*Listed entries:*
····················

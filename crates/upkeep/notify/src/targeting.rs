//! Pure notification targeting rules.
//!
//! `targets` maps (event, request, directory) to a deduplicated recipient
//! set, excluding the acting principal where the event is their own doing.
//! Delivery is somebody else's problem.

use serde::{Deserialize, Serialize};
use upkeep_types::{Principal, PrincipalId, Request, RequestStatus, Role};

/// A notifiable state change on a request.
#[derive(Clone, Debug, PartialEq)]
pub enum RequestEvent {
    /// A request became visible as `Created`, either directly or through
    /// anonymous-intake approval. `actor` is the creator/approver; `None`
    /// only when nobody attributable triggered it.
    Created { actor: Option<PrincipalId> },
    /// A worker asked to close the request.
    StatusChangeRequested { actor: PrincipalId },
    /// A reviewer approved the pending status-change request.
    StatusChangeApproved { new_status: RequestStatus },
    /// A reviewer rejected the pending status-change request.
    StatusChangeRejected { requester: PrincipalId },
    /// A postponed request came back to work.
    ReturnedToWork { actor: PrincipalId },
}

/// What the opaque notifier delivers per recipient.
#[derive(Clone, Debug, Serialize, Deserialize)]
pub struct NotificationPayload {
    pub title: String,
    pub body: String,
    /// Structured extras for the client (request id, deep link, action tag).
    pub data: serde_json::Value,
}

/// Compute the recipient set for an event.
///
/// Deduplicated, ordered as the directory is ordered, and never containing
/// the acting principal for self-attributable events.
pub fn targets(
    event: &RequestEvent,
    request: &Request,
    directory: &[Principal],
) -> Vec<PrincipalId> {
    let mut recipients: Vec<PrincipalId> = Vec::new();
    let mut push = |id: &PrincipalId| {
        if !recipients.contains(id) {
            recipients.push(id.clone());
        }
    };

    match event {
        RequestEvent::Created { actor } => {
            for principal in directory {
                let wanted = match principal.role {
                    Role::Admin => true,
                    Role::Head => heads_building(principal, request),
                    Role::Specialist | Role::Executor => works_scope(principal, request),
                };
                if wanted && Some(&principal.id) != actor.as_ref() {
                    push(&principal.id);
                }
            }
        }
        RequestEvent::StatusChangeRequested { actor } => {
            for principal in directory {
                let wanted = match principal.role {
                    Role::Admin => true,
                    Role::Head => heads_building(principal, request),
                    _ => false,
                };
                if wanted && principal.id != *actor {
                    push(&principal.id);
                }
            }
        }
        RequestEvent::StatusChangeApproved { new_status } => {
            for principal in directory {
                let wanted = match (new_status, principal.role) {
                    // Completion is broadcast to everyone working the scope;
                    // a postponement only concerns administrators.
                    (_, Role::Admin) => true,
                    (RequestStatus::Completed, Role::Head) => heads_building(principal, request),
                    (RequestStatus::Completed, Role::Specialist | Role::Executor) => {
                        works_scope(principal, request)
                    }
                    _ => false,
                };
                if wanted {
                    push(&principal.id);
                }
            }
        }
        RequestEvent::StatusChangeRejected { requester } => {
            push(requester);
            for principal in directory {
                if principal.role == Role::Admin {
                    push(&principal.id);
                }
            }
        }
        RequestEvent::ReturnedToWork { actor } => {
            for principal in directory {
                let wanted = match principal.role {
                    Role::Admin => true,
                    Role::Head => heads_building(principal, request),
                    Role::Specialist | Role::Executor => works_scope(principal, request),
                };
                if wanted && principal.id != *actor {
                    push(&principal.id);
                }
            }
        }
    }

    recipients
}

fn heads_building(principal: &Principal, request: &Request) -> bool {
    principal.building.as_ref() == Some(&request.building)
}

/// Specialists and executors are addressed only when the request carries a
/// department, and only on an exact building + department match. A request
/// without a department reaches none of them.
fn works_scope(principal: &Principal, request: &Request) -> bool {
    if principal.building.as_ref() != Some(&request.building) {
        return false;
    }
    match (&principal.department, &request.department) {
        (Some(theirs), Some(ours)) => theirs == ours,
        _ => false,
    }
}

/// Render the payload for an event.
pub fn payload_for(event: &RequestEvent, request: &Request) -> NotificationPayload {
    let (title, body, action) = match event {
        RequestEvent::Created { .. } => (
            "New maintenance request".to_string(),
            format!("\"{}\" was opened in {}", request.title, request.building),
            "request_created",
        ),
        RequestEvent::StatusChangeRequested { .. } => (
            "Status change awaiting review".to_string(),
            format!("\"{}\" has a status change to review", request.title),
            "status_change_requested",
        ),
        RequestEvent::StatusChangeApproved { new_status } => (
            "Status change approved".to_string(),
            format!("\"{}\" is now {}", request.title, new_status),
            "status_change_approved",
        ),
        RequestEvent::StatusChangeRejected { .. } => (
            "Status change rejected".to_string(),
            format!("the status change for \"{}\" was rejected", request.title),
            "status_change_rejected",
        ),
        RequestEvent::ReturnedToWork { .. } => (
            "Request returned to work".to_string(),
            format!("\"{}\" is back in work", request.title),
            "returned_to_work",
        ),
    };

    NotificationPayload {
        title,
        body,
        data: serde_json::json!({
            "request_id": request.id.to_string(),
            "url": format!("/requests/{}", request.id),
            "action": action,
        }),
    }
}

····················

*What you are asked to do:* Show all lines above holding the word "match".

*Written reply:*
    match event {
                let wanted = match principal.role {
                let wanted = match principal.role {
                let wanted = match (new_status, principal.role) {
                let wanted = match principal.role {
/// department, and only on an exact building + department match. A request
    match (&principal.department, &request.department) {
    let (title, body, action) = match event {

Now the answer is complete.